Eli Lilly and Company, Lilly Corporate Center, Indianapolis, IN
Division of Gastroenterology, Hepatology and Nutrition, Virginia Commonwealth University, Richmond, VA.
Diabetes Care. 2020 Jun;43(6):1352-1355. doi: 10.2337/dc19-1892. Epub 2020 Apr 14.
To determine the effect of tirzepatide, a dual agonist of glucose-dependent insulinotropic polypeptide and glucagon-like peptide 1 receptors, on biomarkers of nonalcoholic steatohepatitis (NASH) and fibrosis in patients with type 2 diabetes mellitus (T2DM).
Patients with T2DM received either once weekly tirzepatide (1, 5, 10, or 15 mg), dulaglutide (1.5 mg), or placebo for 26 weeks. Changes from baseline in alanine aminotransferase (ALT), aspartate aminotransferase (AST), keratin-18 (K-18), procollagen III (Pro-C3), and adiponectin were analyzed in a modified intention-to-treat population.

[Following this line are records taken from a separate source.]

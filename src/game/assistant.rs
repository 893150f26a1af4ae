use std::sync::Arc;
use std::time::Duration;

use chrono::{DateTime, Utc};
use serde::Serialize;
use tokio::sync::Mutex;

use crate::analysis::{AnalysisManager, AnalysisRequest, AnalysisStats};
use crate::errors::{BotError, BotResult};
use crate::executor::{AutomationService, AutomationStats};
use crate::game::controller::{ControllerStats, GameController};
use crate::perception::keyword::KeywordMatcher;
use crate::perception::traits::ScreenParser;
use crate::perception::types::{
    Action, ActionSuggestion, ActionType, AnalysisResult, Element, Point, Screenshot,
};
use crate::vlm::screen_parser::vlm_to_analysis;

const DEFAULT_SWIPE_OFFSET: i32 = 100;
const DEFAULT_LONG_PRESS_SECS: f64 = 1.0;

#[derive(Debug, Clone, Default)]
struct Counters {
    analyses: u64,
    vlm_analyses: u64,
    template_analyses: u64,
    vlm_fallbacks: u64,
    suggestions_executed: u64,
    last_analysis: Option<DateTime<Utc>>,
}

#[derive(Debug, Clone, Serialize)]
pub struct AssistantStats {
    pub analyses: u64,
    pub vlm_analyses: u64,
    pub template_analyses: u64,
    pub vlm_fallbacks: u64,
    pub suggestions_executed: u64,
    pub last_analysis: Option<DateTime<Utc>>,
    pub controller: ControllerStats,
    pub automation: AutomationStats,
    pub analysis: Option<AnalysisStats>,
}

/// Screen understanding and suggestion execution. Uses the VLM when one
/// is configured and reachable, template matching otherwise.
pub struct GameAssistant {
    controller: Arc<GameController>,
    automation: Arc<AutomationService>,
    manager: Option<AnalysisManager>,
    keywords: Option<Arc<KeywordMatcher>>,
    result_timeout: Duration,
    counters: Mutex<Counters>,
}

impl GameAssistant {
    pub fn new(
        controller: Arc<GameController>,
        automation: Arc<AutomationService>,
        manager: Option<AnalysisManager>,
        result_timeout: Duration,
    ) -> Self {
        Self {
            controller,
            automation,
            manager,
            keywords: None,
            result_timeout,
            counters: Mutex::new(Counters::default()),
        }
    }

    pub fn with_keywords(mut self, keywords: Arc<KeywordMatcher>) -> Self {
        self.keywords = Some(keywords);
        self
    }

    pub fn controller(&self) -> &Arc<GameController> {
        &self.controller
    }

    pub fn automation(&self) -> &Arc<AutomationService> {
        &self.automation
    }

    pub fn manager(&self) -> Option<&AnalysisManager> {
        self.manager.as_ref()
    }

    /// Probes the model and starts background analysis processing.
    pub async fn start(&self) -> bool {
        match &self.manager {
            Some(manager) => manager.start().await,
            None => false,
        }
    }

    pub async fn stop(&self) -> BotResult<()> {
        if let Some(manager) = &self.manager {
            manager.stop();
        }
        self.controller.device().disconnect().await
    }

    async fn analyze_with_vlm(&self, manager: &AnalysisManager, shot: &Screenshot) -> BotResult<AnalysisResult> {
        let request = AnalysisRequest::new(shot.clone()).with_priority(1);
        let vlm = manager.analyze(request, self.result_timeout).await?;
        if !vlm.success {
            return Err(BotError::Vlm(
                vlm.error.clone().unwrap_or_else(|| "analysis failed".into()),
            ));
        }
        Ok(vlm_to_analysis(
            &vlm,
            self.keywords.as_deref(),
            (shot.width(), shot.height()),
        ))
    }

    pub async fn analyze_current_screen(&self) -> BotResult<AnalysisResult> {
        let shot = self.controller.screenshot(true).await?;

        let vlm = self
            .manager
            .as_ref()
            .filter(|m| m.is_running() && m.model().is_available());
        if let Some(manager) = vlm {
            match self.analyze_with_vlm(manager, &shot).await {
                Ok(result) => {
                    self.count(|c| c.vlm_analyses += 1).await;
                    return Ok(result);
                }
                Err(e) => {
                    tracing::warn!(error = %e, "VLM analysis failed; using templates");
                    self.counters.lock().await.vlm_fallbacks += 1;
                }
            }
        }

        let result = self.controller.analyzer().parse(&shot).await?;
        self.count(|c| c.template_analyses += 1).await;
        Ok(result)
    }

    async fn count(&self, f: impl FnOnce(&mut Counters)) {
        let mut c = self.counters.lock().await;
        f(&mut c);
        c.analyses += 1;
        c.last_analysis = Some(Utc::now());
    }

    /// Template lookup first, then the elements of a full analysis.
    pub async fn find_game_element(&self, name: &str) -> BotResult<Option<Element>> {
        match self.controller.find(name).await {
            Ok(Some(el)) => return Ok(Some(el)),
            Ok(None) | Err(BotError::TemplateNotFound(_)) => {}
            Err(e) => return Err(e),
        }
        let analysis = self.analyze_current_screen().await?;
        Ok(analysis.element_by_name(name).cloned())
    }

    /// Suggestions for the current screen, best first.
    pub async fn game_suggestions(&self) -> BotResult<Vec<ActionSuggestion>> {
        let analysis = self.analyze_current_screen().await?;
        Ok(analysis.ranked_suggestions().into_iter().cloned().collect())
    }

    pub async fn execute_suggestion(&self, suggestion: &ActionSuggestion) -> BotResult<bool> {
        let action = suggestion_action(suggestion)?;
        let result = self.automation.execute_action(&action).await;
        if result.success {
            self.counters.lock().await.suggestions_executed += 1;
            tracing::info!(description = %suggestion.description, "suggestion executed");
        }
        Ok(result.success)
    }

    pub async fn optimize_prompts(&self, feedback: Option<&str>) -> BotResult<String> {
        match &self.manager {
            Some(manager) => manager.optimize_prompt(feedback).await,
            None => Err(BotError::VlmUnavailable("VLM analysis is disabled".into())),
        }
    }

    pub async fn statistics(&self) -> AssistantStats {
        let c = self.counters.lock().await.clone();
        let analysis = match &self.manager {
            Some(m) => Some(m.stats().await),
            None => None,
        };
        AssistantStats {
            analyses: c.analyses,
            vlm_analyses: c.vlm_analyses,
            template_analyses: c.template_analyses,
            vlm_fallbacks: c.vlm_fallbacks,
            suggestions_executed: c.suggestions_executed,
            last_analysis: c.last_analysis,
            controller: self.controller.statistics().await,
            automation: self.automation.stats().await,
            analysis,
        }
    }
}

fn int_param(suggestion: &ActionSuggestion, key: &str) -> Option<i32> {
    suggestion.parameters.get(key)?.as_i64().map(|v| v as i32)
}

/// Translates a suggestion into an executable action on its target.
pub fn suggestion_action(suggestion: &ActionSuggestion) -> BotResult<Action> {
    let target = suggestion
        .target
        .clone()
        .ok_or_else(|| BotError::Validation("suggestion has no target element".into()))?;
    let c = target.center();
    let action = match suggestion.action_type {
        ActionType::Tap => Action::new(ActionType::Tap).on(target),
        ActionType::Swipe => {
            let end = Point::new(
                int_param(suggestion, "end_x").unwrap_or(c.x + DEFAULT_SWIPE_OFFSET),
                int_param(suggestion, "end_y").unwrap_or(c.y),
            );
            Action::swipe(c, end, suggestion_duration(suggestion, 1.0)).on(target)
        }
        ActionType::LongPress => Action::new(ActionType::LongPress)
            .on(target)
            .with_param(
                "duration",
                serde_json::json!(suggestion_duration(suggestion, DEFAULT_LONG_PRESS_SECS)),
            ),
        other => {
            return Err(BotError::Action(format!("{other:?} suggestions are not executable")));
        }
    };
    Ok(action.described(suggestion.description.clone()))
}

fn suggestion_duration(suggestion: &ActionSuggestion, default: f64) -> f64 {
    suggestion
        .parameters
        .get("duration")
        .and_then(|v| v.as_f64())
        .unwrap_or(default)
}

#[cfg(test)]
mod tests {
    use super::*;
    use crate::analysis::ManagerSettings;
    use crate::device::mock::{Gesture, MockHandles};
    use crate::executor::FixedApprover;
    use crate::game::controller::tests::{controller_for, Scene};
    use crate::perception::types::{ElementType, ExecutionMode, Rect, ScreenType};
    use crate::vlm::screen_parser::tests::{ok_result, ScriptedModel};
    use std::collections::HashMap;

    fn manager(model: ScriptedModel) -> AnalysisManager {
        AnalysisManager::new(
            Arc::new(model),
            ManagerSettings {
                max_concurrent: 1,
                history_limit: 10,
                result_limit: 10,
                auto_interval: Duration::from_millis(50),
                capture_retry: Duration::from_millis(50),
                debug_dir: None,
                session_dir: None,
            },
        )
    }

    async fn assistant(manager: Option<AnalysisManager>) -> (GameAssistant, MockHandles) {
        let scene = Scene::new(40, &[("city", (0, 0, 20, 12)), ("confirm_button", (100, 90, 18, 10))]);
        let (screen, matcher) = scene.matcher();
        let (controller, handles) = controller_for(matcher, false).await;
        handles.push_gray(screen);
        let controller = Arc::new(controller);
        let automation = Arc::new(AutomationService::new(
            controller.device().clone(),
            ExecutionMode::Auto,
            Arc::new(FixedApprover(true)),
        ));
        let assistant = GameAssistant::new(controller, automation, manager, Duration::from_secs(2));
        if let Some(m) = assistant.manager() {
            m.start().await;
        }
        (assistant, handles)
    }

    fn suggestion(action_type: ActionType, parameters: HashMap<String, serde_json::Value>) -> ActionSuggestion {
        ActionSuggestion {
            action_type,
            target: Some(Element::new("gate", Rect::new(100, 100, 40, 40), 0.9, ElementType::Button)),
            parameters,
            priority: 3,
            description: "enter the city".into(),
            confidence: 0.8,
        }
    }

    #[test]
    fn swipe_suggestion_defaults_end_to_the_right() {
        let action = suggestion_action(&suggestion(ActionType::Swipe, HashMap::new())).unwrap();
        assert_eq!(action.target_position(), Some(Point::new(120, 120)));
        assert_eq!(action.param_point("target_position"), Some(Point::new(220, 120)));

        let mut params = HashMap::new();
        params.insert("end_x".to_string(), serde_json::json!(5));
        params.insert("end_y".to_string(), serde_json::json!(6));
        let action = suggestion_action(&suggestion(ActionType::Swipe, params)).unwrap();
        assert_eq!(action.param_point("target_position"), Some(Point::new(5, 6)));
    }

    #[test]
    fn long_press_suggestion_defaults_to_one_second() {
        let action = suggestion_action(&suggestion(ActionType::LongPress, HashMap::new())).unwrap();
        assert_eq!(action.param_f64("duration"), Some(1.0));
        assert_eq!(action.description, "enter the city");
    }

    #[test]
    fn suggestion_without_target_is_rejected() {
        let mut s = suggestion(ActionType::Tap, HashMap::new());
        s.target = None;
        assert!(matches!(suggestion_action(&s), Err(BotError::Validation(_))));
        assert!(suggestion_action(&suggestion(ActionType::Home, HashMap::new())).is_err());
    }

    #[tokio::test]
    async fn templates_used_without_vlm() {
        let (assistant, _) = assistant(None).await;
        let result = assistant.analyze_current_screen().await.unwrap();
        assert_eq!(result.screen_type, ScreenType::City);
        let stats = assistant.statistics().await;
        assert_eq!(stats.template_analyses, 1);
        assert_eq!(stats.vlm_analyses, 0);
        assert!(stats.analysis.is_none());
    }

    #[tokio::test]
    async fn vlm_result_preferred_when_available() {
        let (assistant, _) = assistant(Some(manager(ScriptedModel::new(vec![ok_result("world_map", Vec::new())])))).await;
        let result = assistant.analyze_current_screen().await.unwrap();
        assert_eq!(result.screen_type, ScreenType::WorldMap);
        assert_eq!(assistant.statistics().await.vlm_analyses, 1);
    }

    #[tokio::test]
    async fn vlm_failure_falls_back_to_templates() {
        // The scripted model fails once its queue is empty.
        let (assistant, _) = assistant(Some(manager(ScriptedModel::new(Vec::new())))).await;
        let result = assistant.analyze_current_screen().await.unwrap();
        assert_eq!(result.screen_type, ScreenType::City);
        let stats = assistant.statistics().await;
        assert_eq!(stats.vlm_fallbacks, 1);
        assert_eq!(stats.template_analyses, 1);
    }

    #[tokio::test]
    async fn find_and_execute_suggestion() {
        let (assistant, handles) = assistant(None).await;
        let confirm = assistant.find_game_element("confirm_button").await.unwrap().unwrap();
        assert_eq!(confirm.center(), Point::new(109, 95));
        assert!(assistant.find_game_element("army_idle").await.unwrap().is_none());

        let suggestions = assistant.game_suggestions().await.unwrap();
        assert_eq!(suggestions[0].target.as_ref().unwrap().name, "confirm_button");
        assert!(assistant.execute_suggestion(&suggestions[0]).await.unwrap());
        assert_eq!(handles.gestures(), vec![Gesture::Tap(109, 95)]);
        assert_eq!(assistant.statistics().await.suggestions_executed, 1);
    }

    #[tokio::test]
    async fn absurd_model_duration_is_rejected() {
        let (assistant, handles) = assistant(None).await;
        let confirm = assistant.find_game_element("confirm_button").await.unwrap().unwrap();
        let suggestion = ActionSuggestion {
            action_type: ActionType::LongPress,
            target: Some(confirm),
            parameters: HashMap::from([("duration".to_string(), serde_json::json!(1e20))]),
            priority: 5,
            description: "hold confirm".into(),
            confidence: 0.9,
        };
        assert!(!assistant.execute_suggestion(&suggestion).await.unwrap());
        assert!(handles.gestures().is_empty());
        assert_eq!(assistant.statistics().await.suggestions_executed, 0);
    }

    #[tokio::test]
    async fn optimize_needs_a_model() {
        let (assistant, _) = assistant(None).await;
        assert!(matches!(
            assistant.optimize_prompts(None).await,
            Err(BotError::VlmUnavailable(_))
        ));
    }
}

Significant ( < 0.05) reductions from baseline in ALT (all groups), AST (all groups except tirzepatide 10 mg), K-18 (tirzepatide 5, 10, 15 mg), and Pro-C3 (tirzepatide 15 mg) were observed at 26 weeks. Decreases with tirzepatide were significant compared with placebo for K-18 (10 mg) and Pro-C3 (15 mg) and with dulaglutide for ALT (10, 15 mg). Adiponectin significantly increased from baseline with tirzepatide compared with placebo (10, 15 mg).

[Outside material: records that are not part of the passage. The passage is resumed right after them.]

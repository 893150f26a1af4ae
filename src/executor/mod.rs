pub mod automation;
pub mod safety;

pub use automation::{AutomationService, AutomationStats};
pub use safety::{ActionApprover, FixedApprover, SafeMode, StdinApprover};
pub mod ollama;
pub mod parser;
pub mod prompts;
pub mod provider;
pub mod screen_parser;
pub mod types;

pub use ollama::OllamaClient;
pub use provider::VisionModel;
pub use types::VlmResult;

In post hoc analyses, higher tirzepatide doses significantly decreased NASH-related biomarkers and increased adiponectin in patients with T2DM.
评估葡萄糖依赖性胰岛素多肽和胰高血糖素样肽 1 受体双重激动剂替西帕肽对 2 型糖尿病(T2DM)患者非酒精性脂肪性肝炎(NASH)和纤维化生物标志物的影响。
T2DM 患者接受每周一次替西帕肽(1、5、10 或 15 mg)、度拉糖肽(1.5 mg)或安慰剂治疗 26 周。在改良意向治疗人群中分析基线时丙氨酸氨基转移酶(ALT)、天门冬氨酸氨基转移酶(AST)、角蛋白 18(K-18)、III 型前胶原(Pro-C3)和脂联素的变化。
26 周时,所有组的 ALT(均<0.05)、AST(除替西帕肽 10 mg 组外的所有组)、K-18(替西帕肽 5、10、15 mg 组)和 Pro-C3(替西帕肽 15 mg 组)均从基线显著降低。与安慰剂相比,替西帕肽治疗组的 K-18(10 mg)和 Pro-C3(15 mg)显著降低,与度拉糖肽相比,ALT(10、15 mg)显著降低。与安慰剂相比,替西帕肽治疗组的脂联素从基线显著升高(10、15 mg)。
在事后分析中,较高剂量的替西帕肽可显著降低 T2DM 患者的 NASH 相关生物标志物并增加脂联素。